_INSTRUCTIONS TO FOLLOW:_ If a line in the entries contains the word "crate", list it.

_RECORDS SUPPLIED:_
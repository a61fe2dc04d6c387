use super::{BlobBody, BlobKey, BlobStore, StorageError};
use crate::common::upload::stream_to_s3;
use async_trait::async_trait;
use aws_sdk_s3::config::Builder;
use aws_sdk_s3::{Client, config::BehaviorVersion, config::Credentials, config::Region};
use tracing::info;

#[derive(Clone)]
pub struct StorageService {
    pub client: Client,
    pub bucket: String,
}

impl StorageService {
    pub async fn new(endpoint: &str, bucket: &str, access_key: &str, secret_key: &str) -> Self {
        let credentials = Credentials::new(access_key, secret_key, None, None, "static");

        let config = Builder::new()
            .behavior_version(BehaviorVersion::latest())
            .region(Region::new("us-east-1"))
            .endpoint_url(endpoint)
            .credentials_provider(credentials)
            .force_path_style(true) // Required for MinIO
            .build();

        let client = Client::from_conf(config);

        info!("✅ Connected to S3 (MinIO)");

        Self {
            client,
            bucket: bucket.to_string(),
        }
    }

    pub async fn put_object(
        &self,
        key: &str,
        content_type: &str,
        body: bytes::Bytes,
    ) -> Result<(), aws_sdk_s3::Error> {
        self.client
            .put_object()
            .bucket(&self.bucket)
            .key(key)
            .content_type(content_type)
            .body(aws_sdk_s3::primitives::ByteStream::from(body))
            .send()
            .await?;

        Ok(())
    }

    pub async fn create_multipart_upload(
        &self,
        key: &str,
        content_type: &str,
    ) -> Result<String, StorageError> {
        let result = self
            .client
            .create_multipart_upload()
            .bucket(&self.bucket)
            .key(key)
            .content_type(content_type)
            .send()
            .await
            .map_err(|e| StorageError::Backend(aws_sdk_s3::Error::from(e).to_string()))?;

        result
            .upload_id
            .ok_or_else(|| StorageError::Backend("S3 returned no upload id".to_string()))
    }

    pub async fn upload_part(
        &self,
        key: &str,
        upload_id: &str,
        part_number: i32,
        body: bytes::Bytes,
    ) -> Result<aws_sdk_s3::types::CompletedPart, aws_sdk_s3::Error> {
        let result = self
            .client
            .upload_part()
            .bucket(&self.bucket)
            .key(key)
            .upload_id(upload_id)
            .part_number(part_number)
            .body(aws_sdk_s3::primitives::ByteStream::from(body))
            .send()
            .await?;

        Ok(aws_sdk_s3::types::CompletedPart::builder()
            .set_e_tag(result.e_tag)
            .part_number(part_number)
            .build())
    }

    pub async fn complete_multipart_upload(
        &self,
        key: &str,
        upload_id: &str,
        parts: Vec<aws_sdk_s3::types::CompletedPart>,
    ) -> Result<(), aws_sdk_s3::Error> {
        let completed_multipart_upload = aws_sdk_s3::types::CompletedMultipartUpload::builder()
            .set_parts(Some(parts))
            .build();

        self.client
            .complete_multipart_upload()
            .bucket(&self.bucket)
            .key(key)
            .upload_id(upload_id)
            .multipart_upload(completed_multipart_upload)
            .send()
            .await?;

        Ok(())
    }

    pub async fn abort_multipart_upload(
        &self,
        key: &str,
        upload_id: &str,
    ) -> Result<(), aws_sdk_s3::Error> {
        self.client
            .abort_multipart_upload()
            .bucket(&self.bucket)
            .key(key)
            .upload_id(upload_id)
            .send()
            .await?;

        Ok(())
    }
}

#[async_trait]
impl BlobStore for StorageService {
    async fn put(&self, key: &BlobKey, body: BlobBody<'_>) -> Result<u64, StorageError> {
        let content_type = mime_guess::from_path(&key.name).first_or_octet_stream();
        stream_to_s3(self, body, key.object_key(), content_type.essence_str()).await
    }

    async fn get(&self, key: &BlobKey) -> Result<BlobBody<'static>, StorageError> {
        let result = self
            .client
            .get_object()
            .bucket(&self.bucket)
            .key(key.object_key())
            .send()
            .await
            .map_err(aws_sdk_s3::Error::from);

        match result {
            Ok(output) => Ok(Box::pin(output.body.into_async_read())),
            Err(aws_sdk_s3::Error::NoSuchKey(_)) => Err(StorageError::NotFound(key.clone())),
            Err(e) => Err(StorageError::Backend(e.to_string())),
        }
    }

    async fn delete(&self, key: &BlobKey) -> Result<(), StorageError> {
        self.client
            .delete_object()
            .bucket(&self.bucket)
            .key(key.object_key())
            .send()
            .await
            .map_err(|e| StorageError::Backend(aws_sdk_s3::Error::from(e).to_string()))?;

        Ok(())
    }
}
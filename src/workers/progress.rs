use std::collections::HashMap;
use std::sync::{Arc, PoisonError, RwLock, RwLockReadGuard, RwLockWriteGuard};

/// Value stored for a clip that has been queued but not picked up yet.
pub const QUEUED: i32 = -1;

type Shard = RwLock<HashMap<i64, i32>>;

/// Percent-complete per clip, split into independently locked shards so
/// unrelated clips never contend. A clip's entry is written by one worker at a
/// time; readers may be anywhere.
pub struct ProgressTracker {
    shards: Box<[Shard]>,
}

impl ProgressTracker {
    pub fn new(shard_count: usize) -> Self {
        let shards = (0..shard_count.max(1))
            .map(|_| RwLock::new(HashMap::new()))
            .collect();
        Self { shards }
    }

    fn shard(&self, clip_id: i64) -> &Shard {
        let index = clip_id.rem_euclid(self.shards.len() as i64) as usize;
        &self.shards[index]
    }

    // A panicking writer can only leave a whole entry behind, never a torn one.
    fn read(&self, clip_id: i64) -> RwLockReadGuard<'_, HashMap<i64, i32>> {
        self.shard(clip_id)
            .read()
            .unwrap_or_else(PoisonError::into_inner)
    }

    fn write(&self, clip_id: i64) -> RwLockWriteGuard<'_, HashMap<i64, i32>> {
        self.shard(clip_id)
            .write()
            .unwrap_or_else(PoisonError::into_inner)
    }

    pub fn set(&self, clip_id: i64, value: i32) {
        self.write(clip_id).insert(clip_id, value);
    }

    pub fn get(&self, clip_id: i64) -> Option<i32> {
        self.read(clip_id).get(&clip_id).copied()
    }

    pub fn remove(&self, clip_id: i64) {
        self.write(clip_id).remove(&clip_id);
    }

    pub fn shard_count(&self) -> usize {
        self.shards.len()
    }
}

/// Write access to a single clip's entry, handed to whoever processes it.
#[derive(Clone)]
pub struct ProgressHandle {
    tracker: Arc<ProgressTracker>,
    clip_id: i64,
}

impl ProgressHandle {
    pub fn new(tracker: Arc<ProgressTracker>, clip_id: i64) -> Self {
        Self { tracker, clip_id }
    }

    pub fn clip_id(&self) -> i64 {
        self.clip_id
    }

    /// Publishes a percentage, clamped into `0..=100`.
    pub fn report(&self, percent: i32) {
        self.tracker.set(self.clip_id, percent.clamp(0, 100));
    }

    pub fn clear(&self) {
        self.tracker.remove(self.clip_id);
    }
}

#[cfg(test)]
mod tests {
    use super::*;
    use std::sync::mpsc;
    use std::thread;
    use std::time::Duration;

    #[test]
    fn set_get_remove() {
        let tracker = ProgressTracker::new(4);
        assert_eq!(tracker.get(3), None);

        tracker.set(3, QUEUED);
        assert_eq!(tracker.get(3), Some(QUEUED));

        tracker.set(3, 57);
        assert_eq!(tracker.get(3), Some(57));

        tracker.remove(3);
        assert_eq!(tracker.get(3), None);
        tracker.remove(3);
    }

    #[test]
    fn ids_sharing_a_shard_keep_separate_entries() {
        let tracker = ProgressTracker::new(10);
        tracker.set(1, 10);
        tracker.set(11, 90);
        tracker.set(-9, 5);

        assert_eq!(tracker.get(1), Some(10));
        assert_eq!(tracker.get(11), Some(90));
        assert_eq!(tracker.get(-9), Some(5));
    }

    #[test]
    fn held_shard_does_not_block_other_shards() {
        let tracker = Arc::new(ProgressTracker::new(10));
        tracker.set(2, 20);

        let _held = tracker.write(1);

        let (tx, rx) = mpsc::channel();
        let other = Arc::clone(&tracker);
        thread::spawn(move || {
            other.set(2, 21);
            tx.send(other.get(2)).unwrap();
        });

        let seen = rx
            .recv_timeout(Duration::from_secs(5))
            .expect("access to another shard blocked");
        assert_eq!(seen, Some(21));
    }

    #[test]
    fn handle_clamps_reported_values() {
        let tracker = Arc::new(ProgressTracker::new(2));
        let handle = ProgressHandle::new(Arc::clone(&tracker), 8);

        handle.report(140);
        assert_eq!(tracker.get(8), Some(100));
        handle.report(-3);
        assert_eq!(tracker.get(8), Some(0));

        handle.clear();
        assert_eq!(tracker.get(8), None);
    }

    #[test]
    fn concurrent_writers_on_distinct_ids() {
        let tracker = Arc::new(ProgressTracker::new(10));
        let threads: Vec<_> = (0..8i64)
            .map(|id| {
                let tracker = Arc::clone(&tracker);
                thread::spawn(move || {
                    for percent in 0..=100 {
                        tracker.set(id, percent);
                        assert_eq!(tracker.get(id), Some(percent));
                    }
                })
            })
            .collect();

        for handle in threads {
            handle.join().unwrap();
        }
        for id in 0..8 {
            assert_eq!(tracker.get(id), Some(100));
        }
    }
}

--

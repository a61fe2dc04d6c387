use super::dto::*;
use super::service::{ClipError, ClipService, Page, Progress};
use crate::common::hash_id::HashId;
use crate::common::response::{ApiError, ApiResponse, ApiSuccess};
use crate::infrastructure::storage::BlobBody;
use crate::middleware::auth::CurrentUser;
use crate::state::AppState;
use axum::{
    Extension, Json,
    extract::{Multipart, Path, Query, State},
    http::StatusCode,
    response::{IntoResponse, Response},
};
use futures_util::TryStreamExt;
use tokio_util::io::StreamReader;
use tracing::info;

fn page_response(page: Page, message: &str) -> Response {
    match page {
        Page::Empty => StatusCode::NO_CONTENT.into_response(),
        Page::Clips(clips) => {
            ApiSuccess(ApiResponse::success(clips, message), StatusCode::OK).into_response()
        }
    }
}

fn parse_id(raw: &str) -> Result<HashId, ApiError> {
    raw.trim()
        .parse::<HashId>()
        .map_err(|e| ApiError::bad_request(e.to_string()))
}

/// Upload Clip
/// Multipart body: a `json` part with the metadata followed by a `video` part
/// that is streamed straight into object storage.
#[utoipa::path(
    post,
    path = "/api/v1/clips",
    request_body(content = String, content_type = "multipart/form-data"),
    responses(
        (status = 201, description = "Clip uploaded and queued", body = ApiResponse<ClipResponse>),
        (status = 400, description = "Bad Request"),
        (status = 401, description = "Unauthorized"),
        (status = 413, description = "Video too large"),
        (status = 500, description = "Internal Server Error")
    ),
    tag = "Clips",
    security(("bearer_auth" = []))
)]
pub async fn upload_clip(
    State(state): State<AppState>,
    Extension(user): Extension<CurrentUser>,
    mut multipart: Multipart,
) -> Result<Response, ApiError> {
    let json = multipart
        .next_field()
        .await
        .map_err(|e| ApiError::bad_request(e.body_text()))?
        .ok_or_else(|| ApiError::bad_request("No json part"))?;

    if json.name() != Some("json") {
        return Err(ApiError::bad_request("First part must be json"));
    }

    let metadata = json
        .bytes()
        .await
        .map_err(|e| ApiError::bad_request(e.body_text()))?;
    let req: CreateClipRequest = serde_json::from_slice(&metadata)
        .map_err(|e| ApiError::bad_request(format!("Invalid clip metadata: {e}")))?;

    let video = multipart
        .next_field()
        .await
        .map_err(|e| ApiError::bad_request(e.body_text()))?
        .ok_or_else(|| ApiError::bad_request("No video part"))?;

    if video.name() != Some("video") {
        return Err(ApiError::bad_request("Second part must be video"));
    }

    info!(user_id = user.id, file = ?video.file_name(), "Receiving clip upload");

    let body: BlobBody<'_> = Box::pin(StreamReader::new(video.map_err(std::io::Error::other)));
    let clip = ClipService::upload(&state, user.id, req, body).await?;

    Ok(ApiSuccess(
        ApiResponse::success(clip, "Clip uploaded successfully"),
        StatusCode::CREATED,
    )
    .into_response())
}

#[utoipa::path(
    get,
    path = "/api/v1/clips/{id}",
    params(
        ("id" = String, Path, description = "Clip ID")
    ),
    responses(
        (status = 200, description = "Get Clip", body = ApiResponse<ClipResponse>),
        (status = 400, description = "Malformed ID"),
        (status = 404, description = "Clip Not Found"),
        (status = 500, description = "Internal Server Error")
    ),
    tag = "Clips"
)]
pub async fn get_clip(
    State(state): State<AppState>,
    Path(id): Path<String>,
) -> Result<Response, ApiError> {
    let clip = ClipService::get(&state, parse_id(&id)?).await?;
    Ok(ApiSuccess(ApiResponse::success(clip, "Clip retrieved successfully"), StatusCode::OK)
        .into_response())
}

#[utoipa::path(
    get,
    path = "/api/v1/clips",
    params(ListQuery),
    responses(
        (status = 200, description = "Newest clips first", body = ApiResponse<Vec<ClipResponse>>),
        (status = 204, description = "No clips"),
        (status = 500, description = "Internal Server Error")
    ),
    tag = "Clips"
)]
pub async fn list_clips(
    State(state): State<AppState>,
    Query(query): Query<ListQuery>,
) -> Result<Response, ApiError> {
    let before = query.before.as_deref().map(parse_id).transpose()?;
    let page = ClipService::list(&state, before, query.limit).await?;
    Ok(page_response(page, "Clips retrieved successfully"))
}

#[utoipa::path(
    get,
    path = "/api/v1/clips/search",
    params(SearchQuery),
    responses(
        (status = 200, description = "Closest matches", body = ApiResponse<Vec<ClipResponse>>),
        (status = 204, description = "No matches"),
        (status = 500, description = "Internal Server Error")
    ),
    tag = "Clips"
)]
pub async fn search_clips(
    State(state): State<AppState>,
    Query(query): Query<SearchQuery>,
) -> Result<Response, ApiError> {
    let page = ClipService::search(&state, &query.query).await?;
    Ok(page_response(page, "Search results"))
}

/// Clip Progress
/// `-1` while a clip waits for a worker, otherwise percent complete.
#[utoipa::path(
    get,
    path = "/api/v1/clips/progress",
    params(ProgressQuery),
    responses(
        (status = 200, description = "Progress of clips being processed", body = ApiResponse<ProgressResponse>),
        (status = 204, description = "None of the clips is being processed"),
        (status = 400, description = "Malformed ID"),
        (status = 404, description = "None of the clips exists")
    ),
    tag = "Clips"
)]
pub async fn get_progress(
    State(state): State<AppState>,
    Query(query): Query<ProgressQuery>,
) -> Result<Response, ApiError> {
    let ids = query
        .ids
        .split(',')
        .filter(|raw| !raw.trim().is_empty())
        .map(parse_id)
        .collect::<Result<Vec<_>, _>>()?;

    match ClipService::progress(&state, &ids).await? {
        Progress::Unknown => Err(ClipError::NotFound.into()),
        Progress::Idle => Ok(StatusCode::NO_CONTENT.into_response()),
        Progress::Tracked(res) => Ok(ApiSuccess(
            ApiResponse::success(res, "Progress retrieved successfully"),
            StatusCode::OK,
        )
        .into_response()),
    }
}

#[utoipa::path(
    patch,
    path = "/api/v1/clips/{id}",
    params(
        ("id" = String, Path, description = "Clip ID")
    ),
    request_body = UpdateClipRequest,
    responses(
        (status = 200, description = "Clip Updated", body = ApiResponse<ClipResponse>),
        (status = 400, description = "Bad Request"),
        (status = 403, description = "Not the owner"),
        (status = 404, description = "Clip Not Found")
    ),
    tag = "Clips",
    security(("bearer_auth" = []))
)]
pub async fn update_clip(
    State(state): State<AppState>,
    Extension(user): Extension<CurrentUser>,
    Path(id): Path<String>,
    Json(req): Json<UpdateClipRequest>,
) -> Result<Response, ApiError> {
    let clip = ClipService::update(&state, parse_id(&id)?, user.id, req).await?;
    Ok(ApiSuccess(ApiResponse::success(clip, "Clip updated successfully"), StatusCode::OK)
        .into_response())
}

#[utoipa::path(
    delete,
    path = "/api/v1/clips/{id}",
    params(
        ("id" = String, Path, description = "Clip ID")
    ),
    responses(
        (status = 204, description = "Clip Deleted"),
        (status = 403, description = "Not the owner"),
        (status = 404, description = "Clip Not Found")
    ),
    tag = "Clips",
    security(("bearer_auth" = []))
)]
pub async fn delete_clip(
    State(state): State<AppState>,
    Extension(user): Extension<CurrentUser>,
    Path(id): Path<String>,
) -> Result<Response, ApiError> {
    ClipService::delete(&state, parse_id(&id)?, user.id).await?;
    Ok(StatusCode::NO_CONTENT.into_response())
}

_RESULT OF THE TASK:_
use crate::common::upload::stream_to_s3;
use crate::common::hash_id::HashId;
use crate::common::response::{ApiError, ApiResponse, ApiSuccess};
use crate::infrastructure::storage::BlobBody;
use crate::middleware::auth::CurrentUser;
use crate::state::AppState;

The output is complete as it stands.